Whew! If these responses sometimes sound like whistling in the dark, their reports, though no random sample, are reassuring. Another group of respondents, however, took a broader and bleaker view, fearing, as one of them put it, that Classics was “the canary in the mineshaft,” gasping out a warning to other endangered fields of study.
Mea culpa: Denis Feeney of Princeton corrected the mistake I made in arguing that the problem was really a humanities problem, not specifically one affecting Classics. It was more wide-ranging than I had thought. Feeney pointed out;
“ the “pure” sciences at Princeton and other Ivies were under the cosh just like the humanities: everyone always goes on about STEM, but they really only care about TE: pure science and maths don’t count, and students are avoiding them as much as they are avoiding us.”
It's not just the humanities, stupid, and it’s not just Princeton. When well-designed programs are available in fields with clear practical applications and good job prospects,, students move into them, often in large numbers. A dean at another institution helped me gauge the magnitude of the shift in majors, reporting that at his institution over the past thirteen years the number of majors in computer science had gone from 100 to over 1,000. Under such circumstances it’s hard to win the zero sum game of enrolling majors.
Denis Feeneythen performed a virtuoso backward flip, tracing this movement back to something Dwight Eisenhower had observed in the famous speech he gave on leaving office in 1961.:
“Everyone always quotes his phrase “the military-industrial complex” from that speech, but this was only one of two main threats to freedom generated by the cold war, and the other was the threat to free and independent research (Section IV of his speech:. https://avalon.law.yale.edu/20th_century/eisenhower001.asp“)
In such a setting Classics departments because of their small size and high vulnerability are indeed the canary in the mineshaft. But just what is this canary singing? Not, one friend reminds me, a lament for Western Civilization, which, he assures me, is “not over (yet).”
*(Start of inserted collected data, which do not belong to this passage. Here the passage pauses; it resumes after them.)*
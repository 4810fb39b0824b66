//! Typed read access to position-independent bytes.

use core::{fmt, ops::Deref};

use crate::{
    error::{Error, Result},
    record::{Record, field_offset},
    rel_ptr::{RelPtr, Width},
};

/// A validated, typed overlay of a record inside a byte slice.
///
/// A view is a `(bytes, offset)` pair. Creating one checks that the record,
/// including any trailing bytes it owns, lies inside `bytes` and that it
/// starts on an address aligned for `T`. After that, reading through the
/// view never parses or copies.
///
/// Views dereference to `T`. Relative pointers are followed with
/// [`View::load`], [`View::target`] or [`View::follow`], which resolve the
/// displacement against the same byte slice.
pub struct View<'a, T> {
    bytes: &'a [u8],
    offset: usize,
    record: &'a T,
}

impl<'a, T: Record> View<'a, T> {
    /// Overlays a `T` on `bytes` at `offset`.
    ///
    /// # Errors
    ///
    /// - [`Error::OutOfBounds`] if the record or its trailing bytes extend
    ///   past the end of `bytes`.
    /// - [`Error::Misaligned`] if `bytes[offset..]` is not aligned for `T`.
    pub fn new(bytes: &'a [u8], offset: usize) -> Result<Self> {
        let out_of_bounds = |len| Error::OutOfBounds {
            offset,
            len,
            size: bytes.len(),
        };

        let header = bytes
            .get(offset..)
            .and_then(|rest| rest.get(..size_of::<T>()))
            .ok_or_else(|| out_of_bounds(size_of::<T>()))?;
        let value: &T = bytemuck::try_from_bytes(header).map_err(|_| Error::Misaligned {
            offset,
            align: align_of::<T>(),
        })?;

        let extent = size_of::<T>().saturating_add(value.trailing_len());
        if bytes.len() - offset < extent {
            return Err(out_of_bounds(extent));
        }

        Ok(Self {
            bytes,
            offset,
            record: value,
        })
    }

    /// Overlays a `T` on the start of `bytes`.
    ///
    /// # Errors
    ///
    /// See [`View::new`].
    pub fn root(bytes: &'a [u8]) -> Result<Self> {
        Self::new(bytes, 0)
    }

    /// Views a field of this record.
    ///
    /// # Errors
    ///
    /// - [`Error::Ownership`] if `project` returns a reference that is not
    ///   part of the record.
    /// - Any error from [`View::new`] for the field.
    pub fn field<U: Record>(&self, project: impl FnOnce(&T) -> &U) -> Result<View<'a, U>> {
        let delta = field_offset(self.record, project(self.record)).ok_or(Error::Ownership)?;
        View::new(self.bytes, self.offset + delta)
    }

    /// Follows the relative pointer field selected by `project`.
    ///
    /// # Errors
    ///
    /// - [`Error::Null`] if the pointer is null.
    /// - Any error from [`View::field`] or [`View::target`].
    pub fn follow<U: Record, W: Width>(
        &self,
        project: impl FnOnce(&T) -> &RelPtr<U, W>,
    ) -> Result<View<'a, U>> {
        self.field(project)?.target()
    }
}

impl<'a, T> View<'a, T> {
    /// Builds a view of `value`, which must be a reference into `bytes`
    /// at `offset` whose extent was already checked.
    pub(crate) fn from_validated(bytes: &'a [u8], offset: usize, value: &'a T) -> Self {
        debug_assert_eq!(
            core::ptr::from_ref(value).addr(),
            bytes.as_ptr().addr() + offset
        );
        Self {
            bytes,
            offset,
            record: value,
        }
    }

    /// Views a field of this record without re-validating it.
    ///
    /// The field lies inside the record, and any trailing bytes it owns must
    /// be the record's own, so its extent is already checked.
    pub(crate) fn project<U>(&self, field: &'a U) -> View<'a, U> {
        let delta = field_offset(self.record, field).unwrap_or_else(|| {
            unreachable!("projected field lies outside its record");
        });
        View::from_validated(self.bytes, self.offset + delta, field)
    }

    /// Position of the record within the byte slice.
    #[must_use]
    pub fn offset(&self) -> usize {
        self.offset
    }

    /// The byte slice the record is read from.
    #[must_use]
    pub fn bytes(&self) -> &'a [u8] {
        self.bytes
    }

    /// The record, borrowed for as long as the underlying bytes.
    #[must_use]
    pub fn into_ref(self) -> &'a T {
        self.record
    }
}

impl<'a, T: Record, W: Width> View<'a, RelPtr<T, W>> {
    /// Whether the pointer is null.
    #[must_use]
    pub fn is_null(&self) -> bool {
        self.record.is_null()
    }

    /// Follows the pointer, or returns `None` if it is null.
    ///
    /// # Errors
    ///
    /// - [`Error::OutOfBounds`] if the pointer leads outside the byte slice.
    /// - Any error from [`View::new`] for the target.
    pub fn load(&self) -> Result<Option<View<'a, T>>> {
        if self.record.is_null() {
            return Ok(None);
        }
        let displacement = self.record.displacement();
        let target = i64::try_from(self.offset)
            .ok()
            .and_then(|offset| offset.checked_add(displacement))
            .and_then(|target| usize::try_from(target).ok())
            .ok_or(Error::OutOfBounds {
                offset: self.offset,
                len: size_of::<T>(),
                size: self.bytes.len(),
            })?;
        View::new(self.bytes, target).map(Some)
    }

    /// Follows a pointer that must not be null.
    ///
    /// # Errors
    ///
    /// - [`Error::Null`] if the pointer is null.
    /// - Any error from [`View::load`].
    pub fn target(&self) -> Result<View<'a, T>> {
        self.load()?.ok_or(Error::Null {
            offset: self.offset,
        })
    }
}

impl<T> Deref for View<'_, T> {
    type Target = T;

    fn deref(&self) -> &T {
        self.record
    }
}

impl<T> Clone for View<'_, T> {
    fn clone(&self) -> Self {
        *self
    }
}

impl<T> Copy for View<'_, T> {}

impl<T: fmt::Debug> fmt::Debug for View<'_, T> {
    fn fmt(&self, f: &mut fmt::Formatter<'_>) -> fmt::Result {
        f.debug_struct("View")
            .field("offset", &self.offset)
            .field("value", self.record)
            .finish()
    }
}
Could the song be Nil Desperqndum?,. Classics has been through rough periods before – the abandonment of its privileged position when colleges and universities required all students to enroll in Latin classes, , and again when the free-wheeling elective system, introduced at Harvard in 1885 by President Charles Eliot, spread to other institutions; or when the G.I. bill changed the scale and scope of undergraduate education. . Faced with these and other changes the field of Classics has shown remarkable resilience (if I dare use that word after the discussion of it earlier in this blog.) Classics adapted, and in some respects bounced back stronger. That required, to be sure, imagination and innovation. An email from Jeff Henderson, the head of our profession’s Campus Advisory Service , called my attention to James Loeb’s comments in 1912 when the first Loeb volumes began appearing:
In an age … when men's minds are turning more than ever before to the practical and the material, it does not suffice to make pleas, however eloquent and convincing, for the safeguarding and further enjoyment of our greatest heritage from the past. Means must be found to place these treasures within the reach of all who care for the finer things of life.
The rhetoric sounds old fashioned today, but don’t let that obscure the boldness of Loeb’s move. We need, I am convinced, something of comparable vigor today.
So, Nil desperandum. Let’s focus on resilience.